Почему греческий стадий был именно такой длины, этому я читал два объяснения. Первое: это расстояние, которое может пройти пахарь за плугом от передышки до передышки (само слово «стадий» приблизительно и значит «стоянка»). Второе: это расстояние, которое может пробежать бегун на самой высокой скорости. Я спросил моего знакомого специалиста по античному спорту, так ли это. Он посчитал данные современных олимпийских рекордов, и оказалось: да, так, самую высокую скорость бегун развивает не на стометровке, а на двухсотметровке! Разница, конечно, маленькая-маленькая; какова же была, зоркость греков, что они это заметили!

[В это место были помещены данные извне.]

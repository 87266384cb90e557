//! WebSocket log channel

use std::time::Duration;

use async_trait::async_trait;
use futures::{SinkExt, StreamExt};
use tokio::net::TcpStream;
use tokio_tungstenite::{
    connect_async, tungstenite::protocol::Message, MaybeTlsStream, WebSocketStream,
};
use tracing::{debug, info};
use url::Url;

use crate::errors::ClientError;
use crate::stream::wire::{ChannelFrame, LogMessage, SubscribeParams, EVENT_JOB, EVENT_JOB_LOGGING};

/// A live subscription channel delivering one job's log messages.
///
/// Implementations must deliver messages in arrival order. `recv` returns
/// `Ok(None)` once the server has closed the channel.
#[async_trait]
pub trait LogChannel: Send {
    /// Send the subscription request
    async fn subscribe(&mut self, params: &SubscribeParams) -> Result<(), ClientError>;

    /// Receive the next log message, skipping unrelated frames
    async fn recv(&mut self) -> Result<Option<LogMessage>, ClientError>;

    /// Close the channel. Idempotent.
    async fn close(&mut self);
}

/// Opens log channels against one streaming endpoint
#[async_trait]
pub trait ChannelOpener: Send + Sync {
    type Channel: LogChannel;

    /// Lightweight reachability check against the streaming endpoint
    async fn probe(&self) -> Result<(), ClientError>;

    /// Open a new channel
    async fn open(&self) -> Result<Self::Channel, ClientError>;
}

type WsStream = WebSocketStream<MaybeTlsStream<TcpStream>>;

/// WebSocket-backed log channel
pub struct WsLogChannel {
    ws: WsStream,
}

#[async_trait]
impl LogChannel for WsLogChannel {
    async fn subscribe(&mut self, params: &SubscribeParams) -> Result<(), ClientError> {
        let frame = ChannelFrame {
            event: EVENT_JOB_LOGGING.to_string(),
            data: serde_json::to_value(params)?,
        };
        let text = serde_json::to_string(&frame)?;
        self.ws.send(Message::Text(text.into())).await?;
        Ok(())
    }

    async fn recv(&mut self) -> Result<Option<LogMessage>, ClientError> {
        loop {
            match self.ws.next().await {
                Some(Ok(Message::Text(text))) => {
                    let frame: ChannelFrame = match serde_json::from_str(text.as_str()) {
                        Ok(frame) => frame,
                        Err(_) => {
                            debug!("Skipping unparseable channel frame");
                            continue;
                        }
                    };
                    if frame.event != EVENT_JOB {
                        debug!("Ignoring channel event: {}", frame.event);
                        continue;
                    }
                    let message = serde_json::from_value(frame.data)
                        .map_err(|e| ClientError::DecodeError(e.to_string()))?;
                    return Ok(Some(message));
                }
                Some(Ok(Message::Close(_))) | None => return Ok(None),
                Some(Ok(_)) => continue,
                Some(Err(e)) => return Err(e.into()),
            }
        }
    }

    async fn close(&mut self) {
        let _ = self.ws.close(None).await;
    }
}

/// Opens WebSocket channels against the Cloud Deploy streaming endpoint
pub struct WsChannelOpener {
    http: reqwest::Client,
    base_url: String,
}

impl WsChannelOpener {
    /// Create an opener for the given API base URL
    pub fn new(base_url: &str) -> Result<Self, ClientError> {
        let http = reqwest::Client::builder()
            .timeout(Duration::from_secs(10))
            .build()?;

        Ok(Self {
            http,
            base_url: base_url.trim_end_matches('/').to_string(),
        })
    }

    fn stream_url(&self) -> Result<Url, ClientError> {
        let mut url =
            Url::parse(&self.base_url).map_err(|e| ClientError::ConfigError(e.to_string()))?;

        // Change http/https to ws/wss
        let scheme = match url.scheme() {
            "http" => "ws",
            "https" => "wss",
            _ => return Err(ClientError::ConfigError("Invalid base URL scheme".to_string())),
        };

        url.set_scheme(scheme)
            .map_err(|_| ClientError::ConfigError("Failed to set scheme".to_string()))?;
        url.set_path("/socket.io/");

        Ok(url)
    }
}

#[async_trait]
impl ChannelOpener for WsChannelOpener {
    type Channel = WsLogChannel;

    async fn probe(&self) -> Result<(), ClientError> {
        let url = format!("{}/socket.io/", self.base_url);
        debug!("Probing streaming endpoint: {}", url);

        let response = self
            .http
            .get(&url)
            .send()
            .await
            .map_err(|e| ClientError::StreamUnavailable(e.to_string()))?;

        if !response.status().is_success() {
            return Err(ClientError::StreamUnavailable(format!(
                "probe returned {}",
                response.status()
            )));
        }
        Ok(())
    }

    async fn open(&self) -> Result<Self::Channel, ClientError> {
        let url = self.stream_url()?;
        info!("Connecting to log stream: {}", url);

        let request = http::Request::builder()
            .uri(url.as_str())
            .header("User-Agent", "cloud-deploy-client")
            .body(())
            .map_err(|e| ClientError::ChannelError(e.to_string()))?;

        let (ws, _) = connect_async(request).await?;
        Ok(WsLogChannel { ws })
    }
}
//! HTTP layer for the Cloud Deploy API

pub mod client;
pub mod jobs;

pub use client::RestClient;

Бочка для зерна (медимн) = 48 дневных пайков ~ 52,2 л.

Дневной паек (зерновой) = 4 кружки ~ 1,1 л.

Бочонок для вина (амфора) = 12 кувшинов « 39,3 л.

Кувшин = 12 кружек ~ 3,3 л.

Кружка = 6 черпаков ~ 0,27 л.

Черпак (киаф) ~ 0,045 л.

Здесь тоже легко понять систему мер: в основе ее — кружка, которую удобно держать в руке, паек, который человек съедает в день, и другие столь же практичные меры. Греческая кружка — чуть цоболыпе нашего стакана, а греческий черпак — точь-в-точь такой, каким и сейчас хозяйки пользуются на кухне.

Талант = 60 мин ~ 26,2 кг.

Мина (фунт) = 100 драхм ~ 436,6 г.

Драхма (горсть) = 6 оболов ~ 4,4 г.

Обол (прут) ~ 0,7 г.

Происхождение мер веса немного более запутанно. Талант (нагрузка, полный вес) — это тяжесть, которую может нести на себе один носильщик; это можно себе представить. Обол — это столько, сколько весят 12 ячменных зерен, этих простейших подручных разновесков. А соотношения и названия установились лишь тогда, когда греки приступили к чеканке монеты. Монеты обычно чеканились из серебра, потому что золота в Греции почти нету. Такое количество серебра, на которое можно было купить барана или бочку ячменя, стало главной монетой и весовой единицей — драхмой. А названия «драхма» и «обол» перешли на эти монеты с тех времен, когда и серебро еще не было в ходу, а вместо денег служили бронзовые и железные прутья (такие, какие еще долго ходили в Спарте). Промежуточная же единица «мина» была заимствована с Востока, и название ее — не греческое. Мина — это примерно столько бронзы, сколько можно купить за один обол серебра.

Сперва денег чеканилось мало, и поэтому ценились они дорого: баран стоил драхму, бык — пять драхм. Но так как чеканить деньги все-таки легче, чем разводить скот и сеять хлеб, то количество денег в обороте росло быстрее, чем количество быков, баранов и бочек ячменя. Поэтому деньги постепенно дешевели, а товары дорожали: через полтораста лет бык уже стоил 50 драхм, а баран 10 драхм. Поэтому подсчитывать, скольким рублям и копейкам равняется драхма, мы не будем: в разные времена это было по-разному.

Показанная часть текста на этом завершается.